Monday, October 19, 2009

Margaret George, Bandita

Margaret George, an Iraqi Assyrian Christian, joined the Kurdish resistance movement in Northern Iraq in 1961 at the age of 20. One of the first female rebels in the history of the Kurdish resistance, she quickly asserted herself as a capable fighter, commanding at the head of an otherwise all-male unit.

Within just a few years she became a legendary hero figure whose military exploits, bravery and leadership in the isolated mountain passes of Northern Iraq echoed throughout all of Kurdistan. Iraqi Kurdish leaders deftly transformed her into a local version of Joan of Arc and handed out portraits of her to the peshmerga rank-and-file who carried her photos into battle in the manner of a talisman.

“Margaret liked people to buy photographs so they knew she was a peshmerga and so that other women would go to the mountains like her,” says Zaher Rashid, George’s portraitist, who photographed her at his studio in the town of Qala Diza, near the border with Iran.

Accounts of Margaret’s life - and death - are sketchy at best. Depending on which version you believe, she is said to have met her end in 1969, after many difficult battles, either at the hands of a jealous lover, or the rebel Kurd leadership, the latter of which viewed her popularity and Assyrian nationalism as a threat to their interests and designs.
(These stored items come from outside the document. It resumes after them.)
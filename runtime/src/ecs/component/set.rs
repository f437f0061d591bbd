use crate::{
    all_tuples,
    ecs::{
        component::{Component, Subsets},
        registry::Id,
    },
};

/// An ascending, duplicate free set of component ids.
///
/// Sets are used as lookup keys for component combinations, so two sets built from the same ids
/// in any order compare and hash equal.
#[derive(Debug, Default, Clone, PartialEq, Eq, PartialOrd, Ord, Hash)]
pub struct IdSet {
    ids: Vec<Id>,
}

impl IdSet {
    /// The empty set.
    pub const EMPTY: Self = IdSet { ids: Vec::new() };

    /// Construct a new set from the given ids.
    #[inline]
    pub fn new(ids: impl Into<Vec<Id>>) -> Self {
        let mut ids = ids.into();
        ids.sort();
        ids.dedup();
        ids.shrink_to_fit();

        Self { ids }
    }

    /// Construct a set from ids already in ascending order without duplicates.
    #[inline]
    pub(crate) fn from_sorted(ids: Vec<Id>) -> Self {
        debug_assert!(ids.windows(2).all(|w| w[0] < w[1]));
        Self { ids }
    }

    /// Get the ids in ascending order.
    #[inline]
    pub fn ids(&self) -> &[Id] {
        &self.ids
    }

    /// Determine if this set contains the given id.
    #[inline]
    pub fn contains(&self, id: Id) -> bool {
        self.ids.binary_search(&id).is_ok()
    }

    /// Determine if this set contains every id in the other set.
    #[inline]
    pub fn contains_all(&self, other: &IdSet) -> bool {
        other.ids.iter().all(|id| self.contains(*id))
    }

    /// Determine if this set contains any id in the other set.
    #[inline]
    pub fn contains_any(&self, other: &IdSet) -> bool {
        other.ids.iter().any(|id| self.contains(*id))
    }

    /// Create a new set that is the union with the other set.
    #[inline]
    pub fn union(&self, other: &IdSet) -> Self {
        let mut ids = Vec::with_capacity(self.ids.len() + other.ids.len());
        ids.extend_from_slice(&self.ids);
        ids.extend_from_slice(&other.ids);
        Self::new(ids)
    }

    /// Get the ids in self that are not in other.
    #[inline]
    pub fn difference(&self, other: &IdSet) -> Self {
        let ids = self
            .ids
            .iter()
            .copied()
            .filter(|id| !other.contains(*id))
            .collect();
        Self::from_sorted(ids)
    }

    /// Get the ids in both self and other.
    #[inline]
    pub fn intersection(&self, other: &IdSet) -> Self {
        let ids = self
            .ids
            .iter()
            .copied()
            .filter(|id| other.contains(*id))
            .collect();
        Self::from_sorted(ids)
    }

    #[inline]
    pub fn is_empty(&self) -> bool {
        self.ids.is_empty()
    }

    #[inline]
    pub fn len(&self) -> usize {
        self.ids.len()
    }

    /// Enumerate the subsets of this set from most to least specific.
    ///
    /// See [`Subsets`] for the exact order. Each call starts a fresh enumeration.
    #[inline]
    pub fn subsets(&self) -> Subsets<'_> {
        Subsets::new(&self.ids)
    }

    /// Try `lookup` against each subset in [`subsets`](Self::subsets) order and return the first
    /// hit.
    ///
    /// On a miss the full set is tried twice, once per emission.
    pub fn find_fallback<T>(&self, mut lookup: impl FnMut(&IdSet) -> Option<T>) -> Option<T> {
        self.subsets().find_map(|subset| lookup(&subset))
    }
}

impl From<Vec<Id>> for IdSet {
    #[inline]
    fn from(value: Vec<Id>) -> Self {
        IdSet::new(value)
    }
}

impl FromIterator<Id> for IdSet {
    fn from_iter<I: IntoIterator<Item = Id>>(iter: I) -> Self {
        IdSet::new(iter.into_iter().collect::<Vec<_>>())
    }
}

/// Trait for types naming a fixed set of components.
pub trait IntoIdSet {
    fn id_set() -> IdSet;
}

impl IntoIdSet for () {
    fn id_set() -> IdSet {
        IdSet::EMPTY
    }
}

impl<C: Component> IntoIdSet for C {
    fn id_set() -> IdSet {
        IdSet::new([C::ID])
    }
}

macro_rules! tuple_id_set {
    ($($name: ident),*) => {
        impl<$($name: IntoIdSet),*> IntoIdSet for ($($name,)*) {
            fn id_set() -> IdSet {
                let mut ids = Vec::new();
                $(
                    ids.extend(<$name>::id_set().ids());
                )*
                IdSet::new(ids)
            }
        }
    }
}

all_tuples!(tuple_id_set);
To this day, Margaret George remains famous among Assyrians and Kurds and some Kurdish fighters still carry photographs of her.

The photos included here are those of Zaher Rashid published in Susan Meiselas’ Kurdistan: In the Shadow of History.

Margaret George posing in traditional Kurdish dress with her sister (left); and with her father in military gear (right).

Wednesday, October 7, 2009

Wilfred Thesiger, Photographer

“In Arabia I kept my camera in a goat-skin bag to protect it from the sand – and have done so ever since.” - Wilfred Thesiger

The late Sir Wilfred Thesiger (1910-2003), one of the 20th century's most intrepid explorers is remembered for his works of travel literature documenting vanishing cultures, and namely for his landmark books, Arabian Sands and The Marsh Arabs. Few people know, however, that he was also a prolific photographer, having taken thousands of human portraits and landscapes throughout his travels into some of the most isolated parts of Africa, the Middle East and West and Central Asia.

What started off as curious experimentation with his father’s Kodak roll film box camera turned into a lifelong passion for documenting traditional peoples and places that were then on the cusp of an irrevocable transformation at the hands of the modern world.

“I started to take photographs when I hunted in the Danakil country immediately after I had attended Haile Selassie’s coronation,” Thesiger wrote later in life, referring to the time he spent as a young man in Abyssinia in the early 1930s.

Carrying a Leica II 35mm camera, some Ilford black-and-white film, and a yellow filter, the explorer took advantage of his intimate access to places off-limits to most foreigners to take some of most remarkable photographs of his time. Travels to Hazarjat and Nuristan in Afghanistan, the tribal areas of modern day Pakistan, Sudan, the Empty Quarter of Arabia, Kurdistan, Yemen and beyond resulted not only in the adventures that would inform his prose, but also a corpus of first class documentary photographs that would endure into the next century.

Thesiger had an instinctive sense of composition but admitted to having very little technical knowledge of photography. Yet his images evoke a sense of effortless mastership. His human subjects are all the more memorable, not only for inhabiting what are now long-lost epochs, but because they knew little or nothing of photography and therefore adopted no self-conscious poses.

Most of all, Thesiger’s photos powerfully invoke the passion, pain and inconveniences of old world travel in all of its patient detail.


Second from the left, the late Sheikh Zayid bin Sultan al Nahyan, a highly respected leader of the Bedu, and former President and founder of the United Arab Emirates. 1947.

Iraqi Jews living in the Hajar region of what is today Iraqi Kurdistan. 1950.

Morocco. 1955.

A compilation of Thesiger's best images can be found in his photo book, A Vanished World.